(Collected data entries)
--*--

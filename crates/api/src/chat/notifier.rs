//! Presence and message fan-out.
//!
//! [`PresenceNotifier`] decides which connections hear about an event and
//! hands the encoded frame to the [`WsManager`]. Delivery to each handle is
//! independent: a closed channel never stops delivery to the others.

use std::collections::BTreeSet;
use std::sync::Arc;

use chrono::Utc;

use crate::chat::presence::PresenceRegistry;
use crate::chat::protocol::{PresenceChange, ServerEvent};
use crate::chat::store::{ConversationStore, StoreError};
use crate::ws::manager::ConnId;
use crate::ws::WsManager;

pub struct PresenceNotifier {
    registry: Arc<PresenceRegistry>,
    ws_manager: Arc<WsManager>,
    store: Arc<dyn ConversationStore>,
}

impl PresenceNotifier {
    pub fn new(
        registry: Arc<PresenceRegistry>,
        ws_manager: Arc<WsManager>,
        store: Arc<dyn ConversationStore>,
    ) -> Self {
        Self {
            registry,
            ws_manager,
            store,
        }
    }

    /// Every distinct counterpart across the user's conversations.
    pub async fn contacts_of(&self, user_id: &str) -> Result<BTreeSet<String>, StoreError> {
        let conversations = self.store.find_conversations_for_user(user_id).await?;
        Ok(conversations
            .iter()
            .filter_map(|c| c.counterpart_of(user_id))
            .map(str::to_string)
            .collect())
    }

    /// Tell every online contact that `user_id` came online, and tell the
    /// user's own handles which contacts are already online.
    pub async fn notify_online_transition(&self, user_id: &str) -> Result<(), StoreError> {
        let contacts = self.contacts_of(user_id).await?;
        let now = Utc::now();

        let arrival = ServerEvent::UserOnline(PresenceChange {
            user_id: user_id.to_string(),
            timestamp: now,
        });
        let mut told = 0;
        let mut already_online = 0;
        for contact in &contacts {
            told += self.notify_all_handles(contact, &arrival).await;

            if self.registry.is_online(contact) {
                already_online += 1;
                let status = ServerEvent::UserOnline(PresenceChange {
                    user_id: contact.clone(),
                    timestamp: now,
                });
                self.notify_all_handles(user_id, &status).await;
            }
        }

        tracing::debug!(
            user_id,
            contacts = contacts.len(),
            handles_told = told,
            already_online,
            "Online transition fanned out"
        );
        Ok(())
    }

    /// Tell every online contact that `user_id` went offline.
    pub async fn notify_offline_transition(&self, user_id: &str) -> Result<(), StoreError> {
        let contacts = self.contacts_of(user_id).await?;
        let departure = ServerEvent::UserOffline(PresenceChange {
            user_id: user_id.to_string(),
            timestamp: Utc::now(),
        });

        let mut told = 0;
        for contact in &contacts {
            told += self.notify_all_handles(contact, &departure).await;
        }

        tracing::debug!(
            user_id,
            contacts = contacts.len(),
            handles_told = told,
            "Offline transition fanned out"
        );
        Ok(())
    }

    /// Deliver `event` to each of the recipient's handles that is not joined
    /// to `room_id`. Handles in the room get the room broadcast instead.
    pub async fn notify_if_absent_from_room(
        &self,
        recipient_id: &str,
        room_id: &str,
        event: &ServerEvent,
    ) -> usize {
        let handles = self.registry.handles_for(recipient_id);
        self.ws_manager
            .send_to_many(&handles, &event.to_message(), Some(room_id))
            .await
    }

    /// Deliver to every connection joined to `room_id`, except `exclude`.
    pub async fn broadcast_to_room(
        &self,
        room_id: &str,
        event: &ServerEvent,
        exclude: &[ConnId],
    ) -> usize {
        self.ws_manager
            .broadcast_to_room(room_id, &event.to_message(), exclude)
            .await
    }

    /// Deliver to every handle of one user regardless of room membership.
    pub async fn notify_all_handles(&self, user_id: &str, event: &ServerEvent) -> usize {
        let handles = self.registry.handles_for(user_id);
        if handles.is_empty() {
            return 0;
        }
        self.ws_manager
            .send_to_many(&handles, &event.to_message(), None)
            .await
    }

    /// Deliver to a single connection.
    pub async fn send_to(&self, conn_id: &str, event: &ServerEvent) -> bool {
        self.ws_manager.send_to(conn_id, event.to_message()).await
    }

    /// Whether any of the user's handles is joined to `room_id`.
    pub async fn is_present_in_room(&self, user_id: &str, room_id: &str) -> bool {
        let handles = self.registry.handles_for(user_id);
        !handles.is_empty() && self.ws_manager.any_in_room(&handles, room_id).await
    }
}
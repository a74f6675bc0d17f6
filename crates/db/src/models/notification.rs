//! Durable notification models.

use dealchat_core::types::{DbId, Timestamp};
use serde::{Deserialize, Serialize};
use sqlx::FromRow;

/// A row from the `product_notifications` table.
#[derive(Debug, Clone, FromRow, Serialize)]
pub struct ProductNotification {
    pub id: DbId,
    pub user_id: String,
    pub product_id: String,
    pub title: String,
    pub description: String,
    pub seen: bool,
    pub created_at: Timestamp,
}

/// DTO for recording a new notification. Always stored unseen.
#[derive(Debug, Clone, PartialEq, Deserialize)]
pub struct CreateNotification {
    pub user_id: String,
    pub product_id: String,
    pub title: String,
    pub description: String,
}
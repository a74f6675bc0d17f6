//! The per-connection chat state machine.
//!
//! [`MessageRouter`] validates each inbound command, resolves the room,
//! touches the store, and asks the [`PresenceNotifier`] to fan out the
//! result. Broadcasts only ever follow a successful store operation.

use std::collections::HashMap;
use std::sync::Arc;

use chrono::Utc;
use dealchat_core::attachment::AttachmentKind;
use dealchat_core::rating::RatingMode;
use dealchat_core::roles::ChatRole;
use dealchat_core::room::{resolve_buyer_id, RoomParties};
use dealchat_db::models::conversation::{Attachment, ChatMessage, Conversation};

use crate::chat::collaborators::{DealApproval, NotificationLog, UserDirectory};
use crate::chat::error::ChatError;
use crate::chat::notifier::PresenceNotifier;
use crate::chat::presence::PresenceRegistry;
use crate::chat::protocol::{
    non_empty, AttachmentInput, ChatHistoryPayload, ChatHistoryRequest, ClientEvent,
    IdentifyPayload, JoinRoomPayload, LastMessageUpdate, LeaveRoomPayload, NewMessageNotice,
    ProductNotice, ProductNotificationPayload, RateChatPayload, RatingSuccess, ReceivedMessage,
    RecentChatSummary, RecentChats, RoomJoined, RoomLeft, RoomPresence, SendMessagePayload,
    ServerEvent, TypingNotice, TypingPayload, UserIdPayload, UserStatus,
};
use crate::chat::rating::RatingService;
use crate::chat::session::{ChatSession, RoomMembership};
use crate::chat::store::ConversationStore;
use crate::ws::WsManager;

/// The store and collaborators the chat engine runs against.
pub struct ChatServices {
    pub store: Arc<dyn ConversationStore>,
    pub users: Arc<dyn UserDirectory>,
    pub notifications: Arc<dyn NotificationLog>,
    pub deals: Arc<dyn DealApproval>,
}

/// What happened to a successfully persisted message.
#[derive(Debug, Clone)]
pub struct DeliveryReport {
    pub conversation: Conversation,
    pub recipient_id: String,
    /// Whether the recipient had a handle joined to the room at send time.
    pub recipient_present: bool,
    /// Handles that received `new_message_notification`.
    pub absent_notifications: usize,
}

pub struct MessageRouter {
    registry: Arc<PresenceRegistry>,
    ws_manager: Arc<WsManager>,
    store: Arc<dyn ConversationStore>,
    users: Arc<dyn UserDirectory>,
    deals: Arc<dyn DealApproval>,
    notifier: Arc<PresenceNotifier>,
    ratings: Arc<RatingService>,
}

--*--

■ WORK REQUEST
Search the data for the string "protocol" and copy every line where it appears.

■ PROBLEM SOLUTION
use crate::chat::protocol::{PresenceChange, ServerEvent};
use crate::chat::protocol::{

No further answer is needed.